He has, he says, a longstanding skepticism about the art world. “I entered art thinking it was a much more lofty idealistic pursuit, but there are many aspects of the art world that I am not comfortable with. I don’t like being a prisoner of the art market. We always look at art as for the common good when the reality of the art world is in many ways parallel to many other worlds. It’s also a social field where you have to learn how you negotiate yourself.”

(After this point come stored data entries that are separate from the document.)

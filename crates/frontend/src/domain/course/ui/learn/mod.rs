//! Student view of an enrolled course: lessons, progress and local notes.

use contracts::domain::course::lesson::{resume_lesson, CourseProgress, Lesson};
use contracts::domain::course::Course;
use leptos::prelude::*;
use leptos::task::spawn_local;
use leptos_router::hooks::use_params_map;
use thaw::*;

use crate::domain::course::{api, notes};
use crate::shared::components::error_banner::{EmptyState, ErrorBanner};
use crate::shared::components::spinner::PageSpinner;
use crate::shared::date_utils::format_date;
use crate::shared::load_state::{LoadState, RequestGuard};

#[derive(Clone, Debug, PartialEq)]
struct Learning {
    course: Course,
    lessons: Vec<Lesson>,
}

async fn load_learning(id: i64) -> Result<(Learning, CourseProgress), String> {
    let course = api::fetch_course(id).await?;
    let lessons = api::fetch_lessons(id).await?;
    let progress = api::fetch_course_progress(id).await?;
    Ok((Learning { course, lessons }, progress))
}

#[component]
fn LessonBody(lesson: Lesson) -> impl IntoView {
    let video = lesson.video_url.clone().filter(|u| !u.trim().is_empty());
    let scheduled = lesson.scheduled_at.clone();
    view! {
        <div class="lesson-body">
            <h2>{lesson.display_title().to_string()}</h2>
            <Flex gap=FlexGap::Small>
                <Badge appearance=BadgeAppearance::Outline>{lesson.lesson_type.label()}</Badge>
                {lesson.duration_minutes.map(|m| view! { <span class="text-muted">{format!("{} min", m)}</span> })}
            </Flex>
            <p>{lesson.description.clone()}</p>
            {video.map(|url| view! {
                <a class="button" href=url target="_blank" rel="noopener">"Open video"</a>
            })}
            {scheduled.map(|at| view! {
                <p class="text-muted">"Scheduled for " {format_date(&at)}</p>
            })}
            {lesson.content.clone().map(|c| view! { <div class="lesson-body__content">{c}</div> })}
        </div>
    }
}

/// `/dashboard/my-courses/:id`
#[component]
pub fn StudentCoursePage() -> impl IntoView {
    let params = use_params_map();
    let learning = RwSignal::new(LoadState::<Learning>::Loading);
    let progress = RwSignal::new(CourseProgress::default());
    let active = RwSignal::new(Option::<i64>::None);
    let note_text = RwSignal::new(String::new());
    let notice = RwSignal::new(Option::<String>::None);
    let action_error = RwSignal::new(Option::<String>::None);
    let marking = RwSignal::new(false);
    let loads = RequestGuard::new();

    let course_id = Memo::new(move |_| params.with(|p| p.get("id").and_then(|id| id.parse::<i64>().ok())));

    let reload = move || {
        let Some(id) = course_id.get_untracked() else {
            learning.set(LoadState::Failed("Course not found".to_string()));
            return;
        };
        let ticket = loads.begin();
        learning.set(LoadState::Loading);
        spawn_local(async move {
            let result = load_learning(id).await;
            if !loads.is_current(ticket) {
                return;
            }
            match result {
                Ok((data, loaded)) => {
                    active.set(resume_lesson(&data.lessons, &loaded).map(|l| l.id));
                    progress.set(loaded);
                    learning.set(LoadState::Ready(data));
                }
                Err(e) => learning.set(LoadState::Failed(e)),
            }
        });
    };
    Effect::new(move |_| {
        course_id.track();
        reload();
    });
    let retry = Callback::new(move |_: ()| reload());

    // Notes follow the selected lesson
    Effect::new(move |_| {
        let text = match (course_id.get(), active.get()) {
            (Some(course), Some(lesson)) => notes::load_notes(course, lesson),
            _ => String::new(),
        };
        note_text.set(text);
        notice.set(None);
    });

    let mark_complete = move |lesson_id: i64| {
        if marking.get_untracked() {
            return;
        }
        marking.set(true);
        action_error.set(None);
        spawn_local(async move {
            match api::mark_lesson_complete(lesson_id).await {
                Ok(()) => progress.update(|p| p.mark_completed(lesson_id)),
                Err(e) => {
                    log::warn!("marking lesson {} complete failed: {}", lesson_id, e);
                    action_error.set(Some(format!("Failed to mark lesson as complete: {}", e)));
                }
            }
            marking.set(false);
        });
    };

    let save_notes = move |_: leptos::ev::MouseEvent| {
        let (Some(course), Some(lesson)) = (course_id.get_untracked(), active.get_untracked()) else {
            return;
        };
        match notes::save_notes(course, lesson, &note_text.get_untracked()) {
            Ok(()) => notice.set(Some("Notes saved on this device".to_string())),
            Err(e) => {
                log::warn!("{}", e);
                notice.set(Some(e));
            }
        }
    };

    let lesson_item = move |lesson: Lesson| {
        let id = lesson.id;
        let title = lesson.display_title().to_string();
        let done = Signal::derive(move || progress.with(|p| p.is_completed(id)));
        view! {
            <li
                class="lesson-list__item"
                class:lesson-list__item--active=move || active.get() == Some(id)
                on:click=move |_| active.set(Some(id))
            >
                <span>{move || if done.get() { "✓" } else { "○" }}</span>
                <span>{format!("{}. {}", lesson.order, title)}</span>
            </li>
        }
    };

    view! {
        <div class="page">
            {move || match learning.get() {
                LoadState::Loading => view! { <PageSpinner label="Loading course..." /> }.into_any(),
                LoadState::Failed(message) => view! {
                    <ErrorBanner
                        title="Couldn't load this course"
                        message=Signal::derive(move || message.clone())
                        on_retry=retry
                    />
                }.into_any(),
                LoadState::Ready(Learning { course, lessons }) if lessons.is_empty() => view! {
                    <h1>{course.display_title().to_string()}</h1>
                    <EmptyState title="No lessons are available yet" hint="Check back once your teacher publishes them." />
                }.into_any(),
                LoadState::Ready(Learning { course, lessons }) => {
                    let selected = lessons.clone();
                    view! {
                        <div class="page__header">
                            <h1>{course.display_title().to_string()}</h1>
                            <a href="/dashboard/my-courses">"Back to my courses"</a>
                        </div>
                        <Card>
                            <ProgressBar value=Signal::derive(move || progress.with(|p| p.percent()) / 100.0) />
                            <Flex gap=FlexGap::Large>
                                <span>{move || format!("{:.0}% complete", progress.with(|p| p.percent()))}</span>
                                <span>{move || format!("{} completed", progress.with(|p| p.completed_lessons))}</span>
                                <span>{move || format!("{} remaining", progress.with(|p| p.remaining()))}</span>
                            </Flex>
                        </Card>
                        <div class="learn-layout">
                            <ul class="lesson-list">
                                {lessons.into_iter().map(lesson_item).collect_view()}
                            </ul>
                            <section class="learn-layout__main">
                                {move || action_error.get().map(|e| view! {
                                    <div class="alert alert--error" role="alert">{e}</div>
                                })}
                                {move || {
                                    let current = active.get();
                                    selected.iter().find(|l| Some(l.id) == current).cloned().map(|lesson| {
                                        let id = lesson.id;
                                        let done = progress.with(|p| p.is_completed(id));
                                        view! {
                                            <LessonBody lesson=lesson />
                                            {if done {
                                                view! {
                                                    <Badge appearance=BadgeAppearance::Tint color=BadgeColor::Success>"Completed"</Badge>
                                                }.into_any()
                                            } else {
                                                view! {
                                                    <Button
                                                        appearance=ButtonAppearance::Primary
                                                        disabled=Signal::derive(move || marking.get())
                                                        on_click=move |_| mark_complete(id)
                                                    >
                                                        "Mark as complete"
                                                    </Button>
                                                }.into_any()
                                            }}
                                        }
                                    })
                                }}
                                <div class="lesson-notes">
                                    <h3>"My notes"</h3>
                                    <Textarea value=note_text placeholder="Take notes about this lesson..." />
                                    <Flex justify=FlexJustify::SpaceBetween align=FlexAlign::Center>
                                        <span class="text-muted">{move || format!("{} characters", note_text.with(|t| t.chars().count()))}</span>
                                        <Button on_click=save_notes>"Save notes"</Button>
                                    </Flex>
                                    {move || notice.get().map(|n| view! { <p class="text-muted">{n}</p> })}
                                </div>
                            </section>
                        </div>
                    }.into_any()
                }
            }}
        </div>
    }
}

Lum’s writings, which cover a striking range of topics from Pazyryk carpet styles to Asian American histories, express deeper concerns. In Art and Ethnology: A Relationship in Ironies (2005), Lum wrote that the “game of art today is rather like the case of Don Quixote,” reflecting on the institutionalization of contemporary art and the museum as both cultural infrastructure and a social space. In the 1970s, when he started making art, the art world was opened up to different constituencies, such as conceptual art, that challenged the status quo of art and institutions. Among them, the most eminent criticism of art was in terms of the most prominent material form: paintings. In contrast, Lum notes a return of paintings in the art market: “Nowadays more than 90 percent of the contemporary artworks displayed in galleries are paintings,” he says, which shows a returning taste of painting among collectors that diverged from the turn to conceptualism in the ’70s.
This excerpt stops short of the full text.